Insights from Ellen G. White's Writings
El sábado se presenta fundamentalmente como el sello o la señal distintiva de Dios, la cual se manifiesta a través de la observancia del séptimo día (LDE 224.3). Esta característica lo define como el sello del Dios vivo, un requisito indispensable para aquellos que desean llevar esta marca de lealtad en sus frentes (LDE 220.2). Al ser el sello divino, el sábado actúa como el elemento que valida la autoridad de la ley de Dios sobre la humanidad (ST March 22, 1910, par. 4).
Otra característica esencial es su función como el memorial conmemorativo de la creación, establecido por el Señor tras concluir su obra (3MR 42.1). Dentro del decálogo, el cuarto mandamiento es el único que identifica y distingue al Creador de los dioses falsos, señalando directamente a Aquel que hizo los cielos y la tierra (GC88 691.3). Por lo tanto, el sábado sirve como un recordatorio perpetuo del poder creador de Dios y de Su derecho soberano sobre todos los seres creados (8T 117.3).
Finalmente, el sábado constituye una señal de santificación y lealtad entre Dios y Su pueblo (3TT 232.1).

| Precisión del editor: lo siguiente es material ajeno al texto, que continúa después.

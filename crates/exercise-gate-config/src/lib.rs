// crates/exercise-gate-config/src/lib.rs
// ============================================================================
// Module: Exercise Gate Config Library
// Description: Canonical config model, validation, and fixture overrides.
// Purpose: Single source of truth for exercise-gate.toml semantics.
// Dependencies: exercise-gate-core, serde, toml
// ============================================================================

//! ## Overview
//! `exercise-gate-config` defines the configuration model for verification
//! runs: verifier timeout, worker pool and topic selection, audit sink, and
//! an optional directory of fixture overrides. Validation is strict and
//! happens at load time.

// ============================================================================
// SECTION: Modules
// ============================================================================

pub mod config;
pub mod fixtures;

// ============================================================================
// SECTION: Re-Exports
// ============================================================================

pub use config::*;
pub use fixtures::FixtureFile;
pub use fixtures::FixtureLoadError;
pub use fixtures::apply_fixture_dir;
pub use fixtures::list_fixture_files;
pub use fixtures::read_fixture_file;
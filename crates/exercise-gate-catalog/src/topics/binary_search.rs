// crates/exercise-gate-catalog/src/topics/binary_search.rs
// ============================================================================
// Module: Binary Search
// Description: Index lookup in an ascending integer sequence.
// Purpose: Provide the `binary-search` topic.
// Dependencies: exercise-gate-core, serde_json
// ============================================================================

//! ## Overview
//! `(items: seq<int>, target: int) -> int`: the index of `target` in the
//! ascending `items`, or a `not_found` rejection.

use std::cmp::Ordering;

use exercise_gate_core::Callable;
use exercise_gate_core::Contract;
use exercise_gate_core::Expected;
use exercise_gate_core::Fixture;
use exercise_gate_core::RejectionKind;
use exercise_gate_core::ValueShape;
use serde_json::json;

use super::TopicDefinition;
use super::absent;
use super::call;

/// Topic definition.
pub const DEFINITION: TopicDefinition = TopicDefinition {
    id: "binary-search",
    contract,
    fixtures,
    stub,
    solutions: &[("iterative", iterative_candidate), ("recursive", recursive_candidate)],
};

// ============================================================================
// SECTION: Algorithms
// ============================================================================

/// Loop-based binary search over a half-open window.
#[must_use]
pub fn iterative(items: &[i64], target: i64) -> Option<usize> {
    let (mut low, mut high) = (0, items.len());
    while low < high {
        let mid = low + (high - low) / 2;
        match items[mid].cmp(&target) {
            Ordering::Equal => return Some(mid),
            Ordering::Less => low = mid + 1,
            Ordering::Greater => high = mid,
        }
    }
    None
}

/// Recursive binary search over a half-open window.
#[must_use]
pub fn recursive(items: &[i64], target: i64) -> Option<usize> {
    search_window(items, target, 0, items.len())
}

/// Searches `items[low .. high]`.
fn search_window(items: &[i64], target: i64, low: usize, high: usize) -> Option<usize> {
    if low >= high {
        return None;
    }
    let mid = low + (high - low) / 2;
    match items[mid].cmp(&target) {
        Ordering::Equal => Some(mid),
        Ordering::Less => search_window(items, target, mid + 1, high),
        Ordering::Greater => search_window(items, target, low, mid),
    }
}

// ============================================================================
// SECTION: Candidates
// ============================================================================

/// Topic contract.
fn contract() -> Contract {
    Contract::pure(
        DEFINITION.id,
        vec![ValueShape::seq(ValueShape::Int), ValueShape::Int],
        ValueShape::Int,
    )
}

/// Stub that never finds anything.
fn stub() -> Callable {
    absent(RejectionKind::NotFound)
}

/// Iterative variant.
fn iterative_candidate() -> Callable {
    Callable::typed(|(items, target): (Vec<i64>, i64)| {
        iterative(&items, target).ok_or(RejectionKind::NotFound)
    })
}

/// Recursive variant.
fn recursive_candidate() -> Callable {
    Callable::typed(|(items, target): (Vec<i64>, i64)| {
        recursive(&items, target).ok_or(RejectionKind::NotFound)
    })
}

// ============================================================================
// SECTION: Fixtures
// ============================================================================

/// Built-in fixtures.
fn fixtures() -> Vec<Fixture> {
    let sample = json!([-1, 0, 2, 4, 6, 8]);
    vec![
        call(json!([sample, 4]), Expected::value(json!(3))),
        call(json!([sample, -1]), Expected::value(json!(0))),
        call(json!([sample, 8]), Expected::value(json!(5))),
        call(json!([sample, 3]), Expected::not_found()),
        call(json!([[], 1]), Expected::not_found()),
        call(json!([[1], 1]), Expected::value(json!(0))),
        call(json!([[1, 2], 2]), Expected::value(json!(1))),
        call(json!([[1_000_000, 2_000_000, 3_000_000], 2_000_000]), Expected::value(json!(1))),
        call(json!([[-5000, -3000, -1000, 0, 1000], -3000]), Expected::value(json!(1))),
    ]
}
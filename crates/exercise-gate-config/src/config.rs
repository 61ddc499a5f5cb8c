// crates/exercise-gate-config/src/config.rs
// ============================================================================
// Module: Exercise Gate Configuration
// Description: Configuration loading and validation for verification runs.
// Purpose: Provide strict TOML parsing with hard limits and typed settings.
// Dependencies: exercise-gate-core, serde, toml
// ============================================================================

//! ## Overview
//! Configuration is loaded from `exercise-gate.toml` (or the file named by
//! `EXERCISE_GATE_CONFIG`, or an explicit path) with strict size and path
//! limits. Every section has defaults, so an empty file is a valid config.
//! Invalid values are rejected at load time rather than clamped.

// ============================================================================
// SECTION: Imports
// ============================================================================

use std::collections::BTreeSet;
use std::env;
use std::fs;
use std::path::Path;
use std::path::PathBuf;
use std::sync::Arc;
use std::time::Duration;

use exercise_gate_core::AggregatorConfig;
use exercise_gate_core::AuditSink;
use exercise_gate_core::FileAuditSink;
use exercise_gate_core::NoopAuditSink;
use exercise_gate_core::StderrAuditSink;
use exercise_gate_core::TopicAccessPolicy;
use exercise_gate_core::VerifierConfig;
use exercise_gate_core::core::identifiers::validate_identifier;
use exercise_gate_core::runtime::default_workers;
use serde::Deserialize;
use serde::Serialize;
use thiserror::Error;

// ============================================================================
// SECTION: Constants
// ============================================================================

/// Default configuration filename when no path is specified.
const DEFAULT_CONFIG_NAME: &str = "exercise-gate.toml";
/// Environment variable used to override the config path.
pub(crate) const CONFIG_ENV_VAR: &str = "EXERCISE_GATE_CONFIG";
/// Maximum configuration file size in bytes.
pub(crate) const MAX_CONFIG_FILE_SIZE: usize = 1024 * 1024;
/// Maximum length of a single path component.
pub(crate) const MAX_PATH_COMPONENT_LENGTH: usize = 255;
/// Maximum total path length.
pub(crate) const MAX_TOTAL_PATH_LENGTH: usize = 4096;
/// Default per-fixture timeout in milliseconds.
pub(crate) const DEFAULT_FIXTURE_TIMEOUT_MS: u64 = 5_000;
/// Maximum per-fixture timeout in milliseconds.
pub(crate) const MAX_FIXTURE_TIMEOUT_MS: u64 = 600_000;
/// Maximum worker threads.
pub(crate) const MAX_WORKERS: usize = 256;
/// Maximum entries in a topic allowlist or denylist.
pub(crate) const MAX_TOPIC_LIST_ENTRIES: usize = 256;

// ============================================================================
// SECTION: Root Config
// ============================================================================

/// Harness configuration.
#[derive(Debug, Clone, Default, PartialEq, Eq, Serialize, Deserialize)]
#[serde(deny_unknown_fields)]
pub struct HarnessConfig {
    /// Verifier settings.
    #[serde(default)]
    pub verifier: VerifierSection,
    /// Worker pool and topic selection.
    #[serde(default)]
    pub runner: RunnerSection,
    /// Audit output.
    #[serde(default)]
    pub audit: AuditSection,
    /// Fixture override directory.
    #[serde(default)]
    pub fixtures: FixturesSection,
}

impl HarnessConfig {
    /// Loads configuration from disk using the default resolution rules.
    ///
    /// # Errors
    ///
    /// Returns [`ConfigError`] when loading or validation fails.
    pub fn load(path: Option<&Path>) -> Result<Self, ConfigError> {
        let resolved = resolve_path(path)?;
        validate_path(&resolved)?;
        let bytes = fs::read(&resolved).map_err(|err| ConfigError::Io(err.to_string()))?;
        if bytes.len() > MAX_CONFIG_FILE_SIZE {
            return Err(ConfigError::Invalid("config file exceeds size limit".to_string()));
        }
        let content = std::str::from_utf8(&bytes)
            .map_err(|_| ConfigError::Invalid("config file must be utf-8".to_string()))?;
        Self::parse(content)
    }

    /// Parses and validates configuration text.
    ///
    /// # Errors
    ///
    /// Returns [`ConfigError::Parse`] for malformed TOML and
    /// [`ConfigError::Invalid`] for out-of-range values.
    pub fn parse(content: &str) -> Result<Self, ConfigError> {
        let config: Self =
            toml::from_str(content).map_err(|err| ConfigError::Parse(err.to_string()))?;
        config.validate()?;
        Ok(config)
    }

    /// Validates the configuration for internal consistency.
    ///
    /// # Errors
    ///
    /// Returns [`ConfigError`] when configuration is invalid.
    pub fn validate(&self) -> Result<(), ConfigError> {
        self.verifier.validate()?;
        self.runner.validate()?;
        self.audit.validate()?;
        self.fixtures.validate()
    }

    /// Verifier settings derived from the config.
    #[must_use]
    pub const fn verifier_config(&self) -> VerifierConfig {
        VerifierConfig {
            fixture_timeout: Duration::from_millis(self.verifier.fixture_timeout_ms),
        }
    }

    /// Aggregator settings derived from the config.
    #[must_use]
    pub fn aggregator_config(&self) -> AggregatorConfig {
        AggregatorConfig {
            workers: self.runner.workers.unwrap_or_else(default_workers),
            include_stubs: self.runner.include_stubs,
            policy: self.runner.policy(),
        }
    }

    /// Builds the configured audit sink.
    ///
    /// # Errors
    ///
    /// Returns [`ConfigError::Io`] when the audit file cannot be opened.
    pub fn audit_sink(&self) -> Result<Arc<dyn AuditSink>, ConfigError> {
        match (self.audit.sink, self.audit.path.as_deref()) {
            (AuditSinkKind::None, _) => Ok(Arc::new(NoopAuditSink)),
            (AuditSinkKind::Stderr, _) => Ok(Arc::new(StderrAuditSink)),
            (AuditSinkKind::File, Some(path)) => FileAuditSink::new(Path::new(path))
                .map(|sink| Arc::new(sink) as Arc<dyn AuditSink>)
                .map_err(|err| ConfigError::Io(err.to_string())),
            (AuditSinkKind::File, None) => {
                Err(ConfigError::Invalid("audit.path is required for file sink".to_string()))
            }
        }
    }
}

// ============================================================================
// SECTION: Sections
// ============================================================================

/// `[verifier]` section.
#[derive(Debug, Clone, PartialEq, Eq, Serialize, Deserialize)]
#[serde(deny_unknown_fields)]
pub struct VerifierSection {
    /// Per-fixture timeout in milliseconds.
    #[serde(default = "default_fixture_timeout_ms")]
    pub fixture_timeout_ms: u64,
}

impl Default for VerifierSection {
    fn default() -> Self {
        Self {
            fixture_timeout_ms: default_fixture_timeout_ms(),
        }
    }
}

impl VerifierSection {
    /// Validates verifier settings.
    fn validate(&self) -> Result<(), ConfigError> {
        if !(1 ..= MAX_FIXTURE_TIMEOUT_MS).contains(&self.fixture_timeout_ms) {
            return Err(ConfigError::Invalid(format!(
                "verifier.fixture_timeout_ms must be between 1 and {MAX_FIXTURE_TIMEOUT_MS}"
            )));
        }
        Ok(())
    }
}

/// `[runner]` section.
#[derive(Debug, Clone, PartialEq, Eq, Serialize, Deserialize)]
#[serde(deny_unknown_fields)]
pub struct RunnerSection {
    /// Worker threads; defaults to available parallelism capped at 8.
    #[serde(default)]
    pub workers: Option<usize>,
    /// Whether stub candidates are verified.
    #[serde(default = "default_include_stubs")]
    pub include_stubs: bool,
    /// Topics to verify; all when absent.
    #[serde(default)]
    pub allowlist: Option<Vec<String>>,
    /// Topics to skip.
    #[serde(default)]
    pub denylist: Vec<String>,
}

impl Default for RunnerSection {
    fn default() -> Self {
        Self {
            workers: None,
            include_stubs: default_include_stubs(),
            allowlist: None,
            denylist: Vec::new(),
        }
    }
}

impl RunnerSection {
    /// Validates runner settings.
    fn validate(&self) -> Result<(), ConfigError> {
        if let Some(workers) = self.workers
            && !(1 ..= MAX_WORKERS).contains(&workers)
        {
            return Err(ConfigError::Invalid(format!(
                "runner.workers must be between 1 and {MAX_WORKERS}"
            )));
        }
        if let Some(allowlist) = &self.allowlist {
            validate_topic_list("runner.allowlist", allowlist)?;
        }
        validate_topic_list("runner.denylist", &self.denylist)
    }

    /// Topic access policy from the allowlist and denylist.
    #[must_use]
    pub fn policy(&self) -> TopicAccessPolicy {
        TopicAccessPolicy {
            allowlist: self.allowlist.as_ref().map(|list| list.iter().cloned().collect()),
            denylist: self.denylist.iter().cloned().collect::<BTreeSet<_>>(),
        }
    }
}

/// Audit sink selection.
#[derive(Debug, Clone, Copy, Default, PartialEq, Eq, Serialize, Deserialize)]
#[serde(rename_all = "snake_case")]
pub enum AuditSinkKind {
    /// Discard events.
    #[default]
    None,
    /// JSON lines on stderr.
    Stderr,
    /// JSON lines appended to `audit.path`.
    File,
}

/// `[audit]` section.
#[derive(Debug, Clone, Default, PartialEq, Eq, Serialize, Deserialize)]
#[serde(deny_unknown_fields)]
pub struct AuditSection {
    /// Sink selection.
    #[serde(default)]
    pub sink: AuditSinkKind,
    /// Log file path for the file sink.
    #[serde(default)]
    pub path: Option<String>,
}

impl AuditSection {
    /// Validates audit settings.
    fn validate(&self) -> Result<(), ConfigError> {
        match (&self.sink, &self.path) {
            (AuditSinkKind::File, None) => {
                Err(ConfigError::Invalid("audit.path is required for file sink".to_string()))
            }
            (_, Some(path)) => validate_path_string("audit.path", path),
            _ => Ok(()),
        }
    }
}

/// `[fixtures]` section.
#[derive(Debug, Clone, Default, PartialEq, Eq, Serialize, Deserialize)]
#[serde(deny_unknown_fields)]
pub struct FixturesSection {
    /// Directory of `<topic-id>.json` fixture overrides.
    #[serde(default)]
    pub dir: Option<String>,
}

impl FixturesSection {
    /// Validates fixture settings.
    fn validate(&self) -> Result<(), ConfigError> {
        self.dir.as_deref().map_or(Ok(()), |dir| validate_path_string("fixtures.dir", dir))
    }
}

// ============================================================================
// SECTION: Errors
// ============================================================================

/// Configuration errors.
#[derive(Debug, Error)]
pub enum ConfigError {
    /// I/O failure while reading configuration.
    #[error("config io error: {0}")]
    Io(String),
    /// TOML parsing error.
    #[error("config parse error: {0}")]
    Parse(String),
    /// Invalid configuration data.
    #[error("invalid config: {0}")]
    Invalid(String),
}

// ============================================================================
// SECTION: Helpers
// ============================================================================

/// Resolves the config path from an explicit value, the environment, or the default.
fn resolve_path(path: Option<&Path>) -> Result<PathBuf, ConfigError> {
    if let Some(path) = path {
        return Ok(path.to_path_buf());
    }
    if let Ok(env_path) = env::var(CONFIG_ENV_VAR) {
        if env_path.len() > MAX_TOTAL_PATH_LENGTH {
            return Err(ConfigError::Invalid("config path exceeds max length".to_string()));
        }
        return Ok(PathBuf::from(env_path));
    }
    Ok(PathBuf::from(DEFAULT_CONFIG_NAME))
}

/// Validates the resolved path against length limits.
fn validate_path(path: &Path) -> Result<(), ConfigError> {
    if path.as_os_str().len() > MAX_TOTAL_PATH_LENGTH {
        return Err(ConfigError::Invalid("config path exceeds max length".to_string()));
    }
    if path.components().any(|component| component.as_os_str().len() > MAX_PATH_COMPONENT_LENGTH) {
        return Err(ConfigError::Invalid("config path component too long".to_string()));
    }
    Ok(())
}

/// Validates a configured path string, which must be used exactly as written.
fn validate_path_string(field: &str, value: &str) -> Result<(), ConfigError> {
    let trimmed = value.trim();
    if trimmed.is_empty() {
        return Err(ConfigError::Invalid(format!("{field} must be non-empty")));
    }
    if trimmed.len() != value.len() {
        return Err(ConfigError::Invalid(format!(
            "{field} must not have surrounding whitespace"
        )));
    }
    validate_path(Path::new(value))
        .map_err(|_| ConfigError::Invalid(format!("{field} exceeds path length limits")))
}

/// Validates a topic allowlist or denylist.
fn validate_topic_list(field: &str, topics: &[String]) -> Result<(), ConfigError> {
    if topics.len() > MAX_TOPIC_LIST_ENTRIES {
        return Err(ConfigError::Invalid(format!(
            "{field} exceeds {MAX_TOPIC_LIST_ENTRIES} entries"
        )));
    }
    for topic in topics {
        validate_identifier("topic", topic)
            .map_err(|err| ConfigError::Invalid(format!("{field}: {err}")))?;
    }
    Ok(())
}

/// Default per-fixture timeout.
pub(crate) const fn default_fixture_timeout_ms() -> u64 {
    DEFAULT_FIXTURE_TIMEOUT_MS
}

/// Stubs are verified by default.
pub(crate) const fn default_include_stubs() -> bool {
    true
}
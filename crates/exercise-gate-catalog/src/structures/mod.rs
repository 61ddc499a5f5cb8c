// crates/exercise-gate-catalog/src/structures/mod.rs
// ============================================================================
// Module: Data Structures
// Description: Generic containers used by the stateful topics.
// Purpose: Keep container logic independent of harness adapters.
// Dependencies: none
// ============================================================================

//! ## Overview
//! Plain generic containers with no knowledge of fixtures or semantic
//! values. Topic modules wrap them in sessions that decode operations and
//! map empty or full conditions to rejections.

// ============================================================================
// SECTION: Modules
// ============================================================================

pub mod lru;
pub mod min_heap;
pub mod queue;
pub mod ring_buffer;
pub mod stack;
pub mod trie;

// ============================================================================
// SECTION: Re-Exports
// ============================================================================

pub use lru::LruCache;
pub use min_heap::MinHeap;
pub use min_heap::Sift;
pub use queue::LinkedQueue;
pub use queue::Queue;
pub use ring_buffer::RingBuffer;
pub use stack::LinkedStack;
pub use stack::Stack;
pub use trie::Trie;
pub use trie::Walk;
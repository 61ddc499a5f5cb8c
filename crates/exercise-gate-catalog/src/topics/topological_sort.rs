// crates/exercise-gate-catalog/src/topics/topological_sort.rs
// ============================================================================
// Module: Topological Sort
// Description: Vertex ordering of a directed graph consistent with its edges.
// Purpose: Provide the `topological-sort` topic.
// Dependencies: exercise-gate-core, serde_json
// ============================================================================

//! ## Overview
//! `(vertices: int, edges: seq<(int, int)>) -> seq<int>`: an order of
//! `0 .. vertices` in which every edge `(u, v)` places `u` before `v`, or
//! `[]` when the graph has a cycle. Many orders are valid, so fixtures are
//! judged by [`is_valid_order`] rather than by equality.

use std::collections::VecDeque;

use exercise_gate_core::Callable;
use exercise_gate_core::Comparison;
use exercise_gate_core::Contract;
use exercise_gate_core::Expected;
use exercise_gate_core::Fixture;
use exercise_gate_core::RejectionKind;
use exercise_gate_core::ValueShape;
use serde_json::Value;
use serde_json::json;

use super::TopicDefinition;
use super::call;
use super::index;
use super::sentinel;
use super::vertex;
use super::within_depth;

/// Topic definition.
pub const DEFINITION: TopicDefinition = TopicDefinition {
    id: "topological-sort",
    contract,
    fixtures,
    stub,
    solutions: &[("dfs", dfs_candidate), ("kahn", kahn_candidate)],
};

// ============================================================================
// SECTION: Algorithms
// ============================================================================

/// DFS visit state.
#[derive(Debug, Clone, Copy, PartialEq, Eq)]
enum Mark {
    /// Not yet visited.
    Fresh,
    /// On the current DFS path.
    Active,
    /// Fully explored.
    Done,
}

/// Reverse DFS post-order; `None` when a cycle is found.
#[must_use]
pub fn dfs(vertices: usize, edges: &[(usize, usize)]) -> Option<Vec<usize>> {
    let successors = successors(vertices, edges);
    let mut marks = vec![Mark::Fresh; vertices];
    let mut post_order = Vec::with_capacity(vertices);
    for root in 0 .. vertices {
        if marks[root] == Mark::Fresh && !visit(root, &successors, &mut marks, &mut post_order) {
            return None;
        }
    }
    post_order.reverse();
    Some(post_order)
}

/// Recursive DFS step; returns false on a back edge.
fn visit(
    vertex: usize,
    successors: &[Vec<usize>],
    marks: &mut [Mark],
    post_order: &mut Vec<usize>,
) -> bool {
    marks[vertex] = Mark::Active;
    for &next in &successors[vertex] {
        let mark = marks[next];
        match mark {
            Mark::Active => return false,
            Mark::Fresh if !visit(next, successors, marks, post_order) => return false,
            Mark::Fresh | Mark::Done => {}
        }
    }
    marks[vertex] = Mark::Done;
    post_order.push(vertex);
    true
}

/// Kahn's algorithm; `None` when a cycle leaves vertices unplaced.
#[must_use]
pub fn kahn(vertices: usize, edges: &[(usize, usize)]) -> Option<Vec<usize>> {
    let successors = successors(vertices, edges);
    let mut in_degree = vec![0_usize; vertices];
    for &(_, to) in edges {
        in_degree[to] += 1;
    }
    let mut ready: VecDeque<usize> = (0 .. vertices).filter(|&v| in_degree[v] == 0).collect();
    let mut order = Vec::with_capacity(vertices);
    while let Some(next) = ready.pop_front() {
        order.push(next);
        for &to in &successors[next] {
            in_degree[to] -= 1;
            if in_degree[to] == 0 {
                ready.push_back(to);
            }
        }
    }
    (order.len() == vertices).then_some(order)
}

/// Successor lists in edge order.
fn successors(vertices: usize, edges: &[(usize, usize)]) -> Vec<Vec<usize>> {
    let mut successors = vec![Vec::new(); vertices];
    for &(from, to) in edges {
        successors[from].push(to);
    }
    successors
}

/// Returns true when `order` lists every vertex once and respects every edge.
#[must_use]
pub fn is_valid_order(vertices: usize, edges: &[(usize, usize)], order: &[usize]) -> bool {
    let mut position = vec![None; vertices];
    for (slot, &vertex) in order.iter().enumerate() {
        match position.get_mut(vertex) {
            Some(entry) if entry.is_none() => *entry = Some(slot),
            _ => return false,
        }
    }
    order.len() == vertices
        && edges.iter().all(|&(from, to)| match (position[from], position[to]) {
            (Some(before), Some(after)) => before < after,
            _ => false,
        })
}

// ============================================================================
// SECTION: Acceptance
// ============================================================================

/// Accepts `[]` exactly when `[]` is expected, otherwise any valid order.
fn accepts(inputs: &[Value], expected: &Value, observed: &Value) -> bool {
    let Ok((vertices, edges)) = decode(inputs) else {
        return false;
    };
    let Some(observed) = observed.as_array() else {
        return false;
    };
    let expects_cycle = expected.as_array().is_some_and(Vec::is_empty) && vertices > 0;
    if expects_cycle {
        return observed.is_empty();
    }
    let order: Option<Vec<usize>> = observed
        .iter()
        .map(|value| value.as_u64().and_then(|v| usize::try_from(v).ok()))
        .collect();
    order.is_some_and(|order| is_valid_order(vertices, &edges, &order))
}

/// Decodes and validates `(vertices, edges)` from semantic inputs.
fn decode(inputs: &[Value]) -> Result<(usize, Vec<(usize, usize)>), RejectionKind> {
    let (vertices, edges): (i64, Vec<(i64, i64)>) =
        serde_json::from_value(Value::Array(inputs.to_vec()))
            .map_err(|_| RejectionKind::InvalidInput)?;
    validate(vertices, edges)
}

/// Validates vertex count and edge endpoints.
fn validate(
    vertices: i64,
    edges: Vec<(i64, i64)>,
) -> Result<(usize, Vec<(usize, usize)>), RejectionKind> {
    let count = index(vertices)?;
    let edges = edges
        .into_iter()
        .map(|(from, to)| Ok((vertex(from, count)?, vertex(to, count)?)))
        .collect::<Result<Vec<_>, RejectionKind>>()?;
    Ok((count, edges))
}

// ============================================================================
// SECTION: Candidates
// ============================================================================

/// Topic contract judged by [`is_valid_order`].
fn contract() -> Contract {
    Contract::pure(
        DEFINITION.id,
        vec![
            ValueShape::Int,
            ValueShape::seq(ValueShape::tuple([ValueShape::Int, ValueShape::Int])),
        ],
        ValueShape::seq(ValueShape::Int),
    )
    .with_comparison(Comparison::Property(accepts))
}

/// Stub that always claims a cycle.
fn stub() -> Callable {
    sentinel(json!([]))
}

/// DFS variant.
fn dfs_candidate() -> Callable {
    Callable::typed(|(vertices, edges): (i64, Vec<(i64, i64)>)| {
        let (count, edges) = validate(vertices, edges)?;
        within_depth(count)?;
        Ok::<_, RejectionKind>(dfs(count, &edges).unwrap_or_default())
    })
}

/// Kahn variant.
fn kahn_candidate() -> Callable {
    Callable::typed(|(vertices, edges): (i64, Vec<(i64, i64)>)| {
        let (count, edges) = validate(vertices, edges)?;
        Ok::<_, RejectionKind>(kahn(count, &edges).unwrap_or_default())
    })
}

// ============================================================================
// SECTION: Fixtures
// ============================================================================

/// Built-in fixtures; the expected orders are one valid answer each.
fn fixtures() -> Vec<Fixture> {
    vec![
        call(json!([4, [[0, 1], [0, 2], [1, 3], [2, 3]]]), Expected::value(json!([0, 1, 2, 3]))),
        call(
            json!([6, [[5, 2], [5, 0], [4, 0], [4, 1], [2, 3], [3, 1]]]),
            Expected::value(json!([5, 4, 2, 3, 1, 0])),
        ),
        call(json!([3, [[0, 1], [1, 2], [2, 0]]]), Expected::value(json!([]))),
        call(json!([2, [[1, 1]]]), Expected::value(json!([]))),
        call(json!([5, []]), Expected::value(json!([0, 1, 2, 3, 4]))),
        call(json!([0, []]), Expected::value(json!([]))),
    ]
}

A través de su observancia, los creyentes reconocen que es el Señor quien los santifica y los separa para un propósito sagrado (ST March 22, 1910, par. 4). Esta observancia no debe ocultarse ni sacrificarse por intereses externos, ya que representa una de las características peculiares y distintivas de la fe que identifica al pueblo de Dios ante el mundo (8T 157.1).